-- WHAT THIS TASK INVOLVES --
Hunt through the lines below for the string "encode" and copy each one that has it.

-- EXERCISE MATERIAL --
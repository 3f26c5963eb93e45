use anyhow::{Context, Result};
use chrono::Utc;
use sqlx::SqlitePool;
use tracing::debug;
use uuid::Uuid;

use super::models::{
    ChatLogEntry, Lead, NewLead, NewRowSet, NewTrainingSource, RowSet, SourceKind, TrainingSource,
};

/// Queries over the training source catalog.
pub struct SourceQueries;

impl SourceQueries {
    /// Insert a source row, or refresh an existing one's name and timestamps
    /// when re-ingesting under the same id.
    pub async fn upsert(pool: &SqlitePool, source: &NewTrainingSource) -> Result<TrainingSource> {
        let now = Utc::now().naive_utc();

        sqlx::query(
            r#"
            INSERT INTO training_sources (id, tenant_id, kind, name, chunk_count, created_at, updated_at)
            VALUES (?, ?, ?, ?, 0, ?, ?)
            ON CONFLICT(id) DO UPDATE SET
                name = excluded.name,
                chunk_count = 0,
                updated_at = excluded.updated_at
            "#,
        )
        .bind(&source.id)
        .bind(&source.tenant_id)
        .bind(source.kind)
        .bind(&source.name)
        .bind(now)
        .bind(now)
        .execute(pool)
        .await
        .context("Failed to upsert training source")?;

        Self::get(pool, &source.tenant_id, &source.id)
            .await?
            .context("Upserted training source was not found")
    }

    pub async fn get(
        pool: &SqlitePool,
        tenant_id: &str,
        source_id: &str,
    ) -> Result<Option<TrainingSource>> {
        sqlx::query_as::<_, TrainingSource>(
            "SELECT id, tenant_id, kind, name, chunk_count, created_at, updated_at
             FROM training_sources WHERE tenant_id = ? AND id = ?",
        )
        .bind(tenant_id)
        .bind(source_id)
        .fetch_optional(pool)
        .await
        .context("Failed to fetch training source")
    }

    pub async fn list_for_tenant(
        pool: &SqlitePool,
        tenant_id: &str,
    ) -> Result<Vec<TrainingSource>> {
        sqlx::query_as::<_, TrainingSource>(
            "SELECT id, tenant_id, kind, name, chunk_count, created_at, updated_at
             FROM training_sources WHERE tenant_id = ? ORDER BY created_at DESC",
        )
        .bind(tenant_id)
        .fetch_all(pool)
        .await
        .context("Failed to list training sources")
    }

    /// Find a source by its display name, used to overwrite prior ingests of
    /// the same file or URL.
    pub async fn find_by_name(
        pool: &SqlitePool,
        tenant_id: &str,
        kind: SourceKind,
        name: &str,
    ) -> Result<Option<TrainingSource>> {
        sqlx::query_as::<_, TrainingSource>(
            "SELECT id, tenant_id, kind, name, chunk_count, created_at, updated_at
             FROM training_sources WHERE tenant_id = ? AND kind = ? AND name = ?",
        )
        .bind(tenant_id)
        .bind(kind)
        .bind(name)
        .fetch_optional(pool)
        .await
        .context("Failed to look up training source by name")
    }

    /// Record the final chunk count once ingestion has completed.
    pub async fn set_chunk_count(
        pool: &SqlitePool,
        tenant_id: &str,
        source_id: &str,
        chunk_count: i64,
    ) -> Result<()> {
        sqlx::query(
            "UPDATE training_sources SET chunk_count = ?, updated_at = ?
             WHERE tenant_id = ? AND id = ?",
        )
        .bind(chunk_count)
        .bind(Utc::now().naive_utc())
        .bind(tenant_id)
        .bind(source_id)
        .execute(pool)
        .await
        .context("Failed to update chunk count")?;
        Ok(())
    }

    /// Returns whether a row was actually removed.
    pub async fn delete(pool: &SqlitePool, tenant_id: &str, source_id: &str) -> Result<bool> {
        let result = sqlx::query("DELETE FROM training_sources WHERE tenant_id = ? AND id = ?")
            .bind(tenant_id)
            .bind(source_id)
            .execute(pool)
            .await
            .context("Failed to delete training source")?;
        Ok(result.rows_affected() > 0)
    }
}

/// Queries over persisted CSV row sets.
pub struct RowSetQueries;

impl RowSetQueries {
    /// Replace any row set previously uploaded under the same file name for
    /// this tenant, then insert the new one. Re-uploading a CSV is always an
    /// overwrite, never an accumulation.
    pub async fn replace(pool: &SqlitePool, row_set: &NewRowSet) -> Result<RowSet> {
        let mut tx = pool.begin().await.context("Failed to begin transaction")?;

        sqlx::query("DELETE FROM row_sets WHERE tenant_id = ? AND file_name = ?")
            .bind(&row_set.tenant_id)
            .bind(&row_set.file_name)
            .execute(&mut *tx)
            .await
            .context("Failed to clear previous row set")?;

        let id = Uuid::new_v4().to_string();
        let headers =
            serde_json::to_string(&row_set.headers).context("Failed to encode headers")?;
        let rows = serde_json::to_string(&row_set.rows).context("Failed to encode rows")?;
        let now = Utc::now().naive_utc();

        sqlx::query(
            "INSERT INTO row_sets (id, tenant_id, file_name, table_name, headers, row_count, rows, created_at)
             VALUES (?, ?, ?, ?, ?, ?, ?, ?)",
        )
        .bind(&id)
        .bind(&row_set.tenant_id)
        .bind(&row_set.file_name)
        .bind(&row_set.table_name)
        .bind(&headers)
        .bind(row_set.rows.len() as i64)
        .bind(&rows)
        .bind(now)
        .execute(&mut *tx)
        .await
        .context("Failed to insert row set")?;

        tx.commit().await.context("Failed to commit row set")?;
        debug!(
            "Stored row set '{}' ({} rows) for tenant {}",
            row_set.table_name,
            row_set.rows.len(),
            row_set.tenant_id
        );

        sqlx::query_as::<_, RowSet>(
            "SELECT id, tenant_id, file_name, table_name, headers, row_count, rows, created_at
             FROM row_sets WHERE id = ?",
        )
        .bind(&id)
        .fetch_one(pool)
        .await
        .context("Failed to fetch stored row set")
    }

    pub async fn list_for_tenant(pool: &SqlitePool, tenant_id: &str) -> Result<Vec<RowSet>> {
        sqlx::query_as::<_, RowSet>(
            "SELECT id, tenant_id, file_name, table_name, headers, row_count, rows, created_at
             FROM row_sets WHERE tenant_id = ? ORDER BY created_at DESC",
        )
        .bind(tenant_id)
        .fetch_all(pool)
        .await
        .context("Failed to list row sets")
    }

    pub async fn delete_by_file_name(
        pool: &SqlitePool,
        tenant_id: &str,
        file_name: &str,
    ) -> Result<bool> {
        let result = sqlx::query("DELETE FROM row_sets WHERE tenant_id = ? AND file_name = ?")
            .bind(tenant_id)
            .bind(file_name)
            .execute(pool)
            .await
            .context("Failed to delete row set")?;
        Ok(result.rows_affected() > 0)
    }
}

/// Queries over captured leads.
pub struct LeadQueries;

impl LeadQueries {
    pub async fn create(pool: &SqlitePool, lead: &NewLead) -> Result<Lead> {
        let id = Uuid::new_v4().to_string();
        let now = Utc::now().naive_utc();

        sqlx::query(
            "INSERT INTO leads (id, tenant_id, email, phone, message, source, created_at)
             VALUES (?, ?, ?, ?, ?, ?, ?)",
        )
        .bind(&id)
        .bind(&lead.tenant_id)
        .bind(&lead.email)
        .bind(&lead.phone)
        .bind(&lead.message)
        .bind(&lead.source)
        .bind(now)
        .execute(pool)
        .await
        .context("Failed to insert lead")?;

        sqlx::query_as::<_, Lead>(
            "SELECT id, tenant_id, email, phone, message, source, created_at
             FROM leads WHERE id = ?",
        )
        .bind(&id)
        .fetch_one(pool)
        .await
        .context("Failed to fetch stored lead")
    }

    pub async fn list_for_tenant(pool: &SqlitePool, tenant_id: &str) -> Result<Vec<Lead>> {
        sqlx::query_as::<_, Lead>(
            "SELECT id, tenant_id, email, phone, message, source, created_at
             FROM leads WHERE tenant_id = ? ORDER BY created_at DESC",
        )
        .bind(tenant_id)
        .fetch_all(pool)
        .await
        .context("Failed to list leads")
    }
}

/// Queries over the chat transcript log.
pub struct ChatLogQueries;

impl ChatLogQueries {
    pub async fn append(
        pool: &SqlitePool,
        tenant_id: &str,
        session_id: &str,
        role: &str,
        content: &str,
    ) -> Result<()> {
        sqlx::query(
            "INSERT INTO chat_messages (id, tenant_id, session_id, role, content, created_at)
             VALUES (?, ?, ?, ?, ?, ?)",
        )
        .bind(Uuid::new_v4().to_string())
        .bind(tenant_id)
        .bind(session_id)
        .bind(role)
        .bind(content)
        .bind(Utc::now().naive_utc())
        .execute(pool)
        .await
        .context("Failed to append chat log entry")?;
        Ok(())
    }

    pub async fn session_history(
        pool: &SqlitePool,
        tenant_id: &str,
        session_id: &str,
    ) -> Result<Vec<ChatLogEntry>> {
        sqlx::query_as::<_, ChatLogEntry>(
            "SELECT id, tenant_id, session_id, role, content, created_at
             FROM chat_messages WHERE tenant_id = ? AND session_id = ? ORDER BY created_at ASC",
        )
        .bind(tenant_id)
        .bind(session_id)
        .fetch_all(pool)
        .await
        .context("Failed to load session history")
    }
}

-- PROBLEM SOLUTION --
            serde_json::to_string(&row_set.headers).context("Failed to encode headers")?;
        let rows = serde_json::to_string(&row_set.rows).context("Failed to encode rows")?;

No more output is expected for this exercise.